Agreement on the Conservation of Albatrosses and Petrels

Dead or alive? Plastic loads vary with sampling technique in Flesh-footed Shearwaters

 Lavers Env Pollution
Graphical abstract from the publication

Jennifer Lavers (Institute for Marine and Antarctic Studies, University of Tasmania, Battery Point, Australia) and colleagues have published in the journal Environmental Pollution on plastic ingestion by Flesh-footed Shearwaters Ardenna carneipes on Australia’s Lord Howe Island.
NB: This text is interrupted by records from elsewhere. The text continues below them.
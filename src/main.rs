//! vitals-ingest: synthetic vital-sign ingestion.
//!
//! This is the application entry point. It initializes tracing, loads settings
//! and database credentials, optionally applies migrations, sets up the Axum
//! router, and starts the HTTP server.

use clap::Parser;
use tracing_subscriber::{layer::SubscriberExt, util::SubscriberInitExt};

use vitals_ingest::config::{
    AppConfig, DatabaseConfig, FileSettings, DEFAULT_CONFIG_PATH, DEFAULT_LOG_FILTER,
};
use vitals_ingest::http::start_server;
use vitals_ingest::store::PgVitalsStore;
use vitals_ingest::{create_router, AppState};

/// vitals-ingest: writes synthetic vital-sign readings to PostgreSQL
#[derive(Parser, Debug)]
#[command(name = "vitals-ingest", version, about)]
struct Args {
    /// Path to configuration file
    #[arg(short, long, default_value = DEFAULT_CONFIG_PATH)]
    config: String,

    /// Log level filter (e.g., "vitals_ingest=debug,tower_http=info")
    #[arg(short, long)]
    log_level: Option<String>,

    /// Apply database migrations before serving
    #[arg(long)]
    migrate: bool,
}

#[tokio::main]
async fn main() -> Result<(), Box<dyn std::error::Error>> {
    let args = Args::parse();

    // Logging format comes from the settings file, so read it before tracing is up
    let settings = FileSettings::load(&args.config)?;

    // Initialize tracing with priority: CLI > env > default
    let log_filter = args
        .log_level
        .or_else(|| std::env::var("RUST_LOG").ok())
        .unwrap_or_else(|| DEFAULT_LOG_FILTER.to_string());

    let registry =
        tracing_subscriber::registry().with(tracing_subscriber::EnvFilter::new(&log_filter));
    if settings.logging.is_json() {
        registry.with(tracing_subscriber::fmt::layer().json()).init();
    } else {
        registry.with(tracing_subscriber::fmt::layer()).init();
    }

    // Database credentials are required; a missing variable stops startup here
    let database = match DatabaseConfig::from_env() {
        Ok(database) => database,
        Err(e) => {
            tracing::error!(error = %e, "Invalid configuration");
            return Err(e.into());
        }
    };
    let config = AppConfig::from_parts(settings, database);

    tracing::info!(
        host = %config.http.host,
        port = config.http.port,
        database = %config.database.name,
        socket = %config.database.socket_dir().display(),
        "Loaded configuration"
    );

    let store = PgVitalsStore::new(&config.database);

    if args.migrate {
        store.migrate().await?;
        tracing::info!("Database migrations applied");
    }

    let http = config.http.clone();
    let state = AppState::new(config, store);
    let app = create_router(state);

    start_server(app, &http).await?;

    Ok(())
}
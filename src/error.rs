use axum::{
    http::StatusCode,
    response::{IntoResponse, Response},
};

/// Failures on the request path. Every variant becomes the same bare 500.
#[derive(Debug, thiserror::Error)]
pub enum AppError {
    #[error("Database error: {0}")]
    Database(#[from] sqlx::Error),

    #[error("Serialization error: {0}")]
    Serialization(#[from] serde_json::Error),
}

impl IntoResponse for AppError {
    fn into_response(self) -> Response {
        tracing::error!(error = ?self, "Request failed");

        (StatusCode::INTERNAL_SERVER_ERROR, "Internal Server Error").into_response()
    }
}

#[cfg(test)]
mod tests {
    use super::*;

    #[tokio::test]
    async fn test_database_error_is_bare_500() {
        let response = AppError::from(sqlx::Error::PoolTimedOut).into_response();
        assert_eq!(response.status(), StatusCode::INTERNAL_SERVER_ERROR);

        let body = axum::body::to_bytes(response.into_body(), usize::MAX)
            .await
            .unwrap();
        assert_eq!(&body[..], b"Internal Server Error");
    }

    #[test]
    fn test_error_display_names_the_cause() {
        let err = AppError::from(sqlx::Error::RowNotFound);
        assert!(err.to_string().starts_with("Database error:"));
    }
}
//! Shared application state for request handlers.

use std::sync::Arc;

use crate::config::AppConfig;
use crate::store::VitalsStore;

/// Shared application state, cloneable across handlers via Arc-wrapped fields.
///
/// Both fields are read-only after startup. The store holds connect options
/// only; connections are opened per request.
#[derive(Clone)]
pub struct AppState {
    pub config: Arc<AppConfig>,
    pub store: Arc<dyn VitalsStore>,
}

impl AppState {
    /// Creates a new application state from the given configuration and store.
    pub fn new(config: AppConfig, store: impl VitalsStore + 'static) -> Self {
        Self {
            config: Arc::new(config),
            store: Arc::new(store),
        }
    }
}

#[cfg(test)]
mod tests {
    use super::*;
    use crate::config::{DatabaseConfig, FileSettings};
    use crate::error::AppError;
    use crate::vitals::VitalsEvent;
    use async_trait::async_trait;

    struct NullStore;

    #[async_trait]
    impl VitalsStore for NullStore {
        async fn insert(&self, _event: &VitalsEvent) -> Result<u64, AppError> {
            Ok(0)
        }
    }

    #[test]
    fn test_clones_share_one_config() {
        let database = DatabaseConfig {
            user: "ingest".to_string(),
            password: "secret".to_string(),
            name: "vitals".to_string(),
            instance_connection_name: "proj:us-central1:db".to_string(),
        };
        let state = AppState::new(AppConfig::from_parts(FileSettings::default(), database), NullStore);
        let cloned = state.clone();

        assert!(Arc::ptr_eq(&state.config, &cloned.config));
        assert_eq!(cloned.config.database.name, "vitals");
    }
}
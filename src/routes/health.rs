//! Liveness endpoint.
//!
//! Answers as long as the process can serve HTTP. The database is not
//! consulted, so an unreachable database does not fail the probe.

use axum::Json;
use serde::Serialize;

#[derive(Debug, Serialize)]
pub struct HealthResponse {
    pub status: &'static str,
}

/// Health check handler.
pub async fn health() -> Json<HealthResponse> {
    Json(HealthResponse { status: "ok" })
}
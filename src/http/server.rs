//! HTTP server startup logic.

use std::net::SocketAddr;

use axum::Router;

use crate::config::HttpServerConfig;

use super::shutdown;

/// Server startup error
#[derive(Debug, thiserror::Error)]
pub enum ServerError {
    #[error("Invalid http.host or http.port: {0}")]
    Address(#[from] std::net::AddrParseError),

    #[error("Failed to bind server: {0}")]
    Bind(#[source] std::io::Error),

    #[error("Server error: {0}")]
    Server(#[source] std::io::Error),
}

/// Resolve the bind address from settings.
pub fn bind_address(config: &HttpServerConfig) -> Result<SocketAddr, ServerError> {
    Ok(format!("{}:{}", config.host, config.port).parse()?)
}

/// Start the HTTP server.
///
/// This function blocks until the server shuts down. In-flight requests are
/// allowed to finish once a shutdown signal arrives.
pub async fn start_server(app: Router, config: &HttpServerConfig) -> Result<(), ServerError> {
    let addr = bind_address(config)?;

    let listener = tokio::net::TcpListener::bind(addr)
        .await
        .map_err(ServerError::Bind)?;
    tracing::info!(%addr, "Starting HTTP server");

    axum::serve(listener, app)
        .with_graceful_shutdown(shutdown::shutdown_signal())
        .await
        .map_err(ServerError::Server)?;

    tracing::info!("Server stopped");
    Ok(())
}
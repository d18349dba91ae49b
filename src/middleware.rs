//! Request ID middleware for correlating logs with requests.
//!
//! Generates a UUID v4 for each incoming request and creates a tracing span
//! that wraps the entire request lifecycle. All logs emitted during request
//! processing will include the request_id field for correlation.

use std::time::Instant;

use axum::{extract::Request, middleware::Next, response::Response};
use tracing::Instrument;
use uuid::Uuid;

/// Request ID, available to handlers through request extensions.
#[derive(Clone, Debug)]
pub struct RequestId(pub Uuid);

/// Middleware that generates a request ID and creates a request span.
///
/// This should be the outermost middleware layer so the span wraps
/// all request processing, including other middleware and handlers.
pub async fn request_id_layer(mut request: Request, next: Next) -> Response {
    let request_id = Uuid::new_v4();

    // Root span for the request; handler spans nest under it
    let span = tracing::info_span!(
        "request",
        request_id = %request_id,
        method = %request.method(),
        path = %request.uri().path(),
        duration_ms = tracing::field::Empty,
    );

    let start = Instant::now();

    // Expose the ID to handlers and inner layers
    request.extensions_mut().insert(RequestId(request_id));

    // Process the request within the span
    async move {
        let response = next.run(request).await;
        let duration_ms = start.elapsed().as_millis() as u64;

        // Record duration and log completion with status code
        tracing::Span::current().record("duration_ms", duration_ms);
        tracing::info!(
            status = response.status().as_u16(),
            duration_ms,
            "Request completed"
        );

        response
    }
    .instrument(span)
    .await
}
Flesh footed Shearwater 2 Kirk Zufelt
Flesh-footed Shearwater at sea, photograph by Kirk Zufelt

The paper’s abstract follows:

“The world's oceans are under increasing pressure from anthropogenic activities, including significant and rapidly increasing inputs of plastic pollution. Seabirds have long been considered sentinels of ocean health, providing data on physical and chemical pollutants in their marine habitats. However, long-term data that can elucidate important patterns and changes in seabird exposure to marine pollutants are relatively limited but are urgently eeded to identify and support effective policy measures to reduce plastic waste. Using up to 12 years of data, we examined the benefits and challenges of different approaches to monitoring plastic in seabirds, and the relationship between plastic and body size parameters. We found the mass and number of ingested plastics per bird varied by sample type, with lavage and road-kill birds containing less plastic (9.17–9.33 pieces/bird) than beach-washed or otherwise dead birds (27.62–32.22 pieces/bird). Beached birds therefore provide data for only a particular subset of the population, mostly individuals in poorer body condition, including those severely impacted by plastics. In addition, the mass and number of plastics in beached birds were more variable, therefore the sample sizes required to detect a change in plastic over time were significantly larger than for lavaged birds. The use of lavaged birds is rare in studies of plastic ingestion due to ethical and methodological implications, and we recommend future work on ingested plastics should focus on sampling this group to ensure data are more representative of a population's overall exposure to plastics.”

Reference:

Lavers, J.L., Hutton, I. & Bond, A.L. 2021.  Temporal trends and interannual variation in plastic ingestion by Flesh-footed Shearwaters (Ardenna carneipes) using different sampling strategies.  Environmental Pollution 290. doi.org/10.1016/j.envpol.2021.118086.